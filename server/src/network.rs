//! Server network layer handling UDP communications and room routing
//!
//! One receiver task decodes datagrams, one sender task writes them, and one
//! checker task drops silent clients. The main loop owns packet handling and
//! talks to room actors through the [`RoomRegistry`]. For every open room a
//! forwarder task relays accepted race events to the clients racing there.

use crate::client_manager::{Client, ClientId, ClientManager, InputStatus, Session};
use crate::config::ServerConfig;
use crate::registry::RoomRegistry;
use crate::room_actor::RoomHandle;
use crate::store::RaceStore;
use bincode::{deserialize, serialize};
use log::{debug, error, info, warn};
use shared::{Keystroke, Packet, RaceError, RoomCode, CLIENT_VERSION};
use std::collections::HashMap;
use std::net::SocketAddr;
use std::sync::Arc;
use std::time::Duration;
use tokio::net::UdpSocket;
use tokio::sync::broadcast::error::RecvError;
use tokio::sync::{mpsc, RwLock};
use tokio::task::JoinHandle;
use tokio::time::interval;

/// Largest UDP payload; snapshots carry the full race text.
pub const MAX_PACKET_SIZE: usize = 65_507;

const STATS_INTERVAL: Duration = Duration::from_secs(30);

pub type ServerResult<T> = Result<T, Box<dyn std::error::Error + Send + Sync>>;

/// Messages sent from network tasks to main server loop
#[derive(Debug)]
pub enum ServerMessage {
    PacketReceived { packet: Packet, addr: SocketAddr },
    ClientTimeout { client: Client },
    Shutdown,
}

/// Messages sent from the main loop and forwarders to the sender task
#[derive(Debug)]
pub enum OutboundMessage {
    SendPacket {
        packet: Packet,
        addr: SocketAddr,
    },
    BroadcastRoom {
        room_code: RoomCode,
        packet: Packet,
    },
}

/// Stops a running [`Server`] from another task.
#[derive(Clone)]
pub struct ServerHandle {
    server_tx: mpsc::UnboundedSender<ServerMessage>,
}

impl ServerHandle {
    pub fn shutdown(&self) {
        let _ = self.server_tx.send(ServerMessage::Shutdown);
    }
}

/// Main server coordinating networking and room actors
pub struct Server<S: RaceStore> {
    socket: Arc<UdpSocket>,
    clients: Arc<RwLock<ClientManager>>,
    registry: Arc<RoomRegistry<S>>,
    client_timeout: Duration,
    forwarders: HashMap<RoomCode, JoinHandle<()>>,

    // Communication channels
    server_tx: mpsc::UnboundedSender<ServerMessage>,
    server_rx: mpsc::UnboundedReceiver<ServerMessage>,
    outbound_tx: mpsc::UnboundedSender<OutboundMessage>,
    outbound_rx: Option<mpsc::UnboundedReceiver<OutboundMessage>>,
}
+++++
What the task asks — Please go through the data above and copy every line that has the word "HashMap".

Response —
use std::collections::HashMap;
    forwarders: HashMap<RoomCode, JoinHandle<()>>,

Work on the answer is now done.